Fitei-a seriamente, estreitando os olhos.

— Fala isso porque não é você quem irá pedir a mulher da sua vida em casamento em menos de vinte e quatros horas na frente de uma plateia inteira! — resmunguei brava. 

Ouvi Ally engasgar-se com algo e começar a tossir. Olhei-a pelo retrovisor para checar se estava tudo bem. 

— Você vai casar? Quero dizer, vai pedir Camila em casamento? Hoje? Durante o show? Você, Lauren Medrosa Jauregui? É sério? 

Revirei os olhos perante suas palavras, logo fitando Ashley de soslaio. 

— Explica pra ela — pedi de uma maneira quase que autoritária. 

O restante do caminho se sucedera com Ally a surtar, bagunçando-me os pensamentos com acrescentamento de ideias desnecessárias e mais surtos que envolviam felicidade por eu estar finalmente fazendo o tão esperado pedido. Pegamos o Anel na joalheria e logo em seguida fomos ao Aeroporto, onde o voo de Camila já estava a pousar e em instantes ela apareceria aqui. O que me deixava mais nervosa era a quantidade de fãs que se prontificaram a frente do portão, assim como alguns paparazzis que já começaram a me fotografar. Posso dizer que odeio a minha falta de privacidade. Ally sentara-se, alegando não ter mais pernas para se sustentar de pé como antes, já Ashley fazia de tudo para ser notada pelos paparazzis. Estava checando as mensagens em meu celular, quando escutara o barulho costumeiro de quando se vê seu ídolo chegando. Levantei a cabeça e avistara a quantidade de seguranças dando as mãos, consequentemente era para Camila passar. Umedeci os lábios e passei a mão pelos cabelos, deixando-os caírem para o lado. Foi então, que vi a figura magra, totalmente de pedro, escondendo o rosto com o enorme capuz do moletom. Um sorriso surgiu em meus lábios antes mesmo que eu pudesse controlar, e foi aí que se iniciou a pior parte daquilo tudo. Os fotógrafos começaram a jogar vários flashes, enquanto pessoas tentavam passar para conseguir uma foto. 

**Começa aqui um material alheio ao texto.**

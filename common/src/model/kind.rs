use serde::{Deserialize, Serialize};
use std::fmt;
use std::str::FromStr;

/// The record kinds that can be bulk imported from (and exported to) CSV.
///
/// Each kind is addressed in the HTTP API by its slug, e.g.
/// `POST /api/import/calving-records`.
#[derive(Debug, Clone, Copy, PartialEq, Eq, Hash, Serialize, Deserialize)]
#[serde(rename_all = "kebab-case")]
pub enum DataKind {
    Animals,
    Properties,
    Fields,
    Vaccinations,
    Events,
    CalvingRecords,
    SlaughterRecords,
}

impl DataKind {
    pub const ALL: [DataKind; 7] = [
        DataKind::Animals,
        DataKind::Properties,
        DataKind::Fields,
        DataKind::Vaccinations,
        DataKind::Events,
        DataKind::CalvingRecords,
        DataKind::SlaughterRecords,
    ];

    /// URL slug used in the API paths.
    pub fn slug(&self) -> &'static str {
        match self {
            DataKind::Animals => "animals",
            DataKind::Properties => "properties",
            DataKind::Fields => "fields",
            DataKind::Vaccinations => "vaccinations",
            DataKind::Events => "events",
            DataKind::CalvingRecords => "calving-records",
            DataKind::SlaughterRecords => "slaughter-records",
        }
    }
}

impl fmt::Display for DataKind {
    fn fmt(&self, f: &mut fmt::Formatter<'_>) -> fmt::Result {
        f.write_str(self.slug())
    }
}

impl FromStr for DataKind {
    type Err = String;

    fn from_str(s: &str) -> Result<Self, Self::Err> {
        DataKind::ALL
            .iter()
            .copied()
            .find(|kind| kind.slug() == s)
            .ok_or_else(|| s.to_string())
    }
}

#[cfg(test)]
mod tests {
    use super::*;

    #[test]
    fn slugs_round_trip_through_from_str() {
        for kind in DataKind::ALL {
            assert_eq!(kind.slug().parse::<DataKind>(), Ok(kind));
        }
    }

    #[test]
    fn unknown_slug_is_rejected() {
        assert_eq!("cows".parse::<DataKind>(), Err("cows".to_string()));
        assert!("Animals".parse::<DataKind>().is_err());
    }
}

Aqui as pessoas não eram tão insistentes, não como no Brasil, as pessoas lá são loucas, no bom sentido, é claro. Brasil foi definitivamente o País mais agitado e interessante. Abri os braços quando a vi correr em minha direção, e então agarrei sua cintura, sentindo-a pressionar minha nuca com seus dedos esguios. Apertei-a contra meu corpo, gostando de sentir novamente daquele corpo que eu amo tanto. 

— Senti sua falta, Boo — sussurrou em meu ouvido. 

— Eu também senti a sua, Boo Boo — sussurrei de volta, dando -lhe um beijo nos cabelos, os quais foram descobertos pelo capuz por conta do vento.